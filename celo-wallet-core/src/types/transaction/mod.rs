pub mod eip712;
pub mod request;

use crate::types::{Address, Signature, U64};

// Number of base fields in a celo-legacy transaction: nonce, gasPrice, gas,
// feeCurrency, gatewayFeeRecipient, gatewayFee, to, value, data.
pub(crate) const BASE_NUM_TX_FIELDS: usize = 9;

// Number of fields in the replay-protected signing payload (and in the final
// signed encoding, where [chainId, 0, 0] is replaced by [v, r, s]).
pub(crate) const NUM_TX_FIELDS: usize = BASE_NUM_TX_FIELDS + 3;

/// Appends `opt` to the stream, falling back to the canonical empty-string
/// sentinel. RLP needs a concrete byte representation for every slot, so
/// absent fields are never skipped.
pub(crate) fn rlp_opt<T: rlp::Encodable>(rlp: &mut rlp::RlpStream, opt: &Option<T>) {
    if let Some(inner) = opt {
        rlp.append(inner);
    } else {
        rlp.append(&"");
    }
}

/// Normalizes a transaction `v` back to the raw 0/1 recovery id.
pub fn normalize_v(v: u64, chain_id: U64) -> u64 {
    if v > 1 {
        v - chain_id.as_u64() * 2 - 35
    } else {
        v
    }
}

/// Extracts the chain id folded into a signature `v` value.
///
/// Replay-protected signatures carry `v = {0, 1} + chain_id * 2 + 35`;
/// anything below 35 is the legacy 'Electrum' notation with no chain binding.
pub fn extract_chain_id(v: u64) -> Option<U64> {
    if v >= 35 {
        return Some(U64::from((v - 35) >> 1))
    }
    None
}

/// Decodes a raw signed transaction and recovers the address that produced
/// its signature.
pub fn recover_transaction(
    raw: &[u8],
) -> Result<(request::CeloTransactionRequest, Address), request::RequestError> {
    let rlp = rlp::Rlp::new(raw);
    let (tx, _) = request::CeloTransactionRequest::decode_signed_rlp(&rlp)?;
    let from = tx.from.ok_or(request::RequestError::RecoveryError(
        crate::types::SignatureError::RecoveryError,
    ))?;
    Ok((tx, from))
}

/// Decodes the signature portion of an RLP list starting at `offset`,
/// incrementing the offset for each element parsed.
#[inline]
pub(crate) fn decode_signature(
    rlp: &rlp::Rlp,
    offset: &mut usize,
) -> Result<Signature, rlp::DecoderError> {
    let sig = Signature {
        v: rlp.val_at(*offset)?,
        r: rlp.val_at(*offset + 1)?,
        s: rlp.val_at(*offset + 2)?,
    };
    *offset += 3;
    Ok(sig)
}

/// Decodes an optional address slot. The empty-string sentinel maps back to
/// `None`; this covers `to` for contract creations as well as the optional
/// celo fee fields.
#[inline]
pub(crate) fn decode_opt_address(
    rlp: &rlp::Rlp,
    offset: &mut usize,
) -> Result<Option<Address>, rlp::DecoderError> {
    let slot = rlp.at(*offset)?;
    let address = if slot.is_empty() {
        if slot.is_data() {
            None
        } else {
            return Err(rlp::DecoderError::RlpExpectedToBeData)
        }
    } else {
        Some(slot.as_val()?)
    };
    *offset += 1;

    Ok(address)
}
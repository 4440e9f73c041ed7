//! Address, key and hashing utilities.

mod hash;
pub use hash::{hash_message, keccak256};

use crate::types::Address;
use elliptic_curve::sec1::ToEncodedPoint;
use k256::{
    ecdsa::{SigningKey, VerifyingKey},
    PublicKey,
};
use thiserror::Error;

/// An error while parsing an address from its string form.
#[derive(Debug, Error)]
pub enum AddressParseError {
    #[error(transparent)]
    Hex(#[from] hex::FromHexError),
    #[error("addresses are 20 bytes, got {0}")]
    InvalidLength(usize),
}

/// Parses a `0x`-optional hex string into a normalized [`Address`].
///
/// All internal wallet maps key on this form, so callers never compare raw
/// strings with mixed case or prefixes.
pub fn parse_address(value: &str) -> Result<Address, AddressParseError> {
    let value = value.strip_prefix("0x").unwrap_or(value);
    let bytes = hex::decode(value)?;
    if bytes.len() != 20 {
        return Err(AddressParseError::InvalidLength(bytes.len()))
    }
    Ok(Address::from_slice(&bytes))
}

/// Converts a K256 SigningKey to an Ethereum Address
pub fn secret_key_to_address(secret_key: &SigningKey) -> Address {
    public_key_to_address(secret_key.verifying_key())
}

/// Converts a K256 VerifyingKey to an Ethereum Address
pub fn public_key_to_address(key: &VerifyingKey) -> Address {
    let public_key = PublicKey::from(key);
    let public_key = public_key.to_encoded_point(/* compress = */ false);
    let public_key = public_key.as_bytes();
    debug_assert_eq!(public_key[0], 0x04);
    let hash = keccak256(&public_key[1..]);
    Address::from_slice(&hash[12..])
}

/// Gets the checksummed, `0x`-prefixed string form of an address per
/// [EIP-55](https://eips.ethereum.org/EIPS/eip-55), with the optional
/// [EIP-1191](https://eips.ethereum.org/EIPS/eip-1191) chain id prefixed.
pub fn to_checksum(addr: &Address, chain_id: Option<u8>) -> String {
    let prefixed_addr = match chain_id {
        Some(chain_id) => format!("{chain_id}0x{addr:x}"),
        None => format!("{addr:x}"),
    };
    let hash = hex::encode(keccak256(prefixed_addr));
    let hash = hash.as_bytes();

    let addr_hex = hex::encode(addr.as_bytes());
    let addr_hex = addr_hex.as_bytes();

    addr_hex.iter().zip(hash).fold("0x".to_owned(), |mut encoded, (addr, hash)| {
        encoded.push(if *hash >= 56 {
            addr.to_ascii_uppercase() as char
        } else {
            *addr as char
        });
        encoded
    })
}

#[cfg(test)]
mod tests {
    use super::*;

    #[test]
    fn parse_address_normalizes() {
        let a = parse_address("0xF0109fC8DF283027b6285cc889F5aA624EaC1F55").unwrap();
        let b = parse_address("f0109fc8df283027b6285cc889f5aa624eac1f55").unwrap();
        assert_eq!(a, b);

        assert!(matches!(parse_address("0x1234"), Err(AddressParseError::InvalidLength(2))));
        assert!(parse_address("not an address").is_err());
    }

    #[test]
    fn private_key_to_known_address() {
        // the address pair used throughout the wallet tests
        let key = SigningKey::from_slice(
            &hex::decode("1234567890abcdef1234567890abcdef1234567890abcdef1234567890abcdef")
                .unwrap(),
        )
        .unwrap();
        let addr = secret_key_to_address(&key);
        assert_eq!(addr, public_key_to_address(key.verifying_key()));
    }

    // test vectors from https://eips.ethereum.org/EIPS/eip-55
    #[test]
    fn checksummed_addresses() {
        for addr in [
            "0x5aAeb6053F3E94C9b9A09f33669435E7Ef1BeAed",
            "0xfB6916095ca1df60bB79Ce92cE3Ea74c37c5d359",
            "0xdbF03B407c01E7cD3CBea99509d93f8DDDC8C6FB",
            "0xD1220A0cf47c7B9Be7A2E6BA89F429762e7b9aDb",
        ] {
            let parsed = parse_address(addr).unwrap();
            assert_eq!(to_checksum(&parsed, None), *addr);
        }
    }
}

○ ○ ○ ○

→ **How to complete this task**
Copy every line of the data where "AddressParseError" is found.

→ **Written response**
pub enum AddressParseError {
pub fn parse_address(value: &str) -> Result<Address, AddressParseError> {
        return Err(AddressParseError::InvalidLength(bytes.len()))
        assert!(matches!(parse_address("0x1234"), Err(AddressParseError::InvalidLength(2))));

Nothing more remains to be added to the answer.